Give more land to women: Min Nyoni
WOMEN in Zimbabwe are still heavily marginalised in land distribution as they account for less than 15 percent of land ownership despite providing 70 percent of all agricultural labour.
According to the 2022 Census results, women constitute 52 percent of the total population and 86 percent of those residing in the countryside depend on land for their livelihoods.
Speaking in her keynote address during the national launch of the commemoration of the International Day of the Rural Women held at Landa John Nkomo Secondary School on Friday, the Minister of Women Affairs, Community, Small and Medium Enterprises Development, Honourable Sithembiso Nyoni said women farmers in Zimbabwe manage smaller plots of land and have less access to agricultural information, land, financial services and other key resources.
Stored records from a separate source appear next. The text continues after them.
use axum::{
    http::StatusCode,
    response::{IntoResponse, Response},
    Json,
};

use crate::models::ErrorBody;

#[derive(Debug, thiserror::Error)]
pub enum PreviewError {
    #[error("{0}")]
    InvalidInput(String),
    #[error("Invalid or unsafe URL.")]
    UnsafeUrl,
    #[error("Rate limit exceeded (10/min/IP)")]
    RateLimited,
    #[error("URL did not return HTML")]
    WrongContentType,
    #[error("HTML exceeds max size ({limit} bytes)")]
    TooLarge { limit: usize },
    #[error("{0}")]
    FetchFailed(String),
}

impl PreviewError {
    pub fn status_code(&self) -> StatusCode {
        match self {
            PreviewError::RateLimited => StatusCode::TOO_MANY_REQUESTS,
            PreviewError::InvalidInput(_)
            | PreviewError::UnsafeUrl
            | PreviewError::WrongContentType
            | PreviewError::TooLarge { .. }
            | PreviewError::FetchFailed(_) => StatusCode::BAD_REQUEST,
        }
    }
}

impl IntoResponse for PreviewError {
    fn into_response(self) -> Response {
        let body = ErrorBody {
            error: self.to_string(),
        };
        (self.status_code(), Json(body)).into_response()
    }
}

impl From<reqwest::Error> for PreviewError {
    fn from(e: reqwest::Error) -> Self {
        if e.is_timeout() {
            PreviewError::FetchFailed(format!("TimeoutError: {}", e))
        } else if e.is_connect() {
            PreviewError::FetchFailed(format!("ConnectError: {}", e))
        } else {
            PreviewError::FetchFailed(format!("RequestError: {}", e))
        }
    }
}
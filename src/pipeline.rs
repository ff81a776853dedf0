// src/pipeline.rs - Owns the joint store and drives every stage per tick
use nalgebra::Vector2;
use std::collections::HashMap;
use tracing::{debug, info, warn};

use crate::config::PipelineConfig;
use crate::control::{ControlMapper, ControlState, InstrumentCatalog};
use crate::gesture::{GestureDetector, GestureEvent, Hand};
use crate::ingest::{FrameIngestor, IngestStats};
use crate::joints::{JointStateStore, TrackingState, SKELETON_BONES};
use crate::mapping::CoordinateMapper;
use crate::smoothing::{BoneSegment, SmoothingEngine};
use crate::transport::TransportEvent;

/// Ticks without a new frame after which the pan goal is released.
const PAN_HOLD_TICKS: u64 = 4;

#[derive(Debug, Clone, Copy, PartialEq, Eq)]
pub enum ConnectionState {
    Waiting,
    Connected,
    Disconnected,
}

/// Everything the visual and audio front ends read after a tick.
#[derive(Debug, Clone)]
pub struct TickOutput {
    pub tick: u64,
    pub elapsed: f64,
    /// Whether a new sensor frame was folded in on this tick.
    pub new_frame: bool,
    pub control: ControlState,
    pub events: Vec<GestureEvent>,
    pub pan_offset: Vector2<f64>,
}

/// The tracking pipeline.
///
/// Two entry points change state: `ingest`/`handle_event` when a frame
/// arrives and `tick` on the render cadence. Both take `&mut self`, so a
/// tick always sees either the whole of a frame or none of it. Callers that
/// receive frames on another thread should hand them over through a channel
/// (see `transport`) rather than share the pipeline.
pub struct Pipeline {
    store: JointStateStore,
    ingestor: FrameIngestor,
    mapper: CoordinateMapper,
    smoothing: SmoothingEngine,
    gestures: GestureDetector,
    control: ControlMapper,
    catalog: InstrumentCatalog,
    mapped: HashMap<String, Vector2<f64>>,
    mapped_frame: u64,
    viewport_dirty: bool,
    pan_joint: String,
    stale_after: Option<u64>,
    connection: ConnectionState,
    control_state: ControlState,
    tick: u64,
    ticks_without_frame: u64,
    elapsed: f64,
}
“There are a number of challenges and constraints that are experienced by rural women which include registration of land in spouses’ names, inadequate farming support mechanisms, lack of awareness of Government laws and policies concerning women land rights and this is exacerbated by cultural and traditional practices that disadvantage them in favour of men as in the inheritance of land and property,” said Minister Nyoni.
She said regardless of women doing the majority of agricultural work, men, for most part, continue to own more land, control women’s labour and make agricultural decisions. The minister said women were the backbone of the agricultural sector and food security yet they receive low pay and are in low grade sectors with poor promotion prospects as they are in most cases denied the tools and means of sustainability and still confront considerable discrimination that constitute a major obstacle to increase productivity.
“Women’s limited access to land has also hindered them from accessing credit. Land is the major asset rural women can use as collateral security in acquiring bank loans. Denial of secure land property rights make it difficult for women to access credit and this obstructs their agricultural potential,” said Minister Nyoni.
This year’s celebrations were held under the theme, “Rural Women, Cultivating Good Food for All”.
In a statement on the occasion of this day, United Nations said across the world, food systems depend on the daily work of rural women.
They play a variety of essential roles, said the UN, from raising crops and processing their harvest, to preparing food and distributing their products, ensuring that both their families and communities are nourished.
“Yet paradoxically those same women often have less access to food and a higher risk of hunger, malnutrition, under-nutrition and food insecurity than their male counterparts. The reasons for this disconnect from their right to food include unequal power relations and discriminatory gender norms, for example, resulting in women eating last and least in the household, as well as their disproportionate responsibility for unpaid caregiving and domestic work,” reads part of the UN statement.
Despite the planet’s capacity to provide enough good food for everyone, an increasing number of peopleareunabletomeettheirfoodand nutrition needs. This is especially true in the wake of escalating climate and environmental crises, compounded by the Covid-19 pandemic that has disrupted school feeding programmes, interrupted supply chains and severely disrupted the livelihoods of smallscale producers, migrant and seasonal workers and local food vendors.
According to the United Nations, in 2020, some 2,37 billion people did not have access to adequate food and this is an increase of almost 20 percent in just one year, where those most affected were again rural women and girls.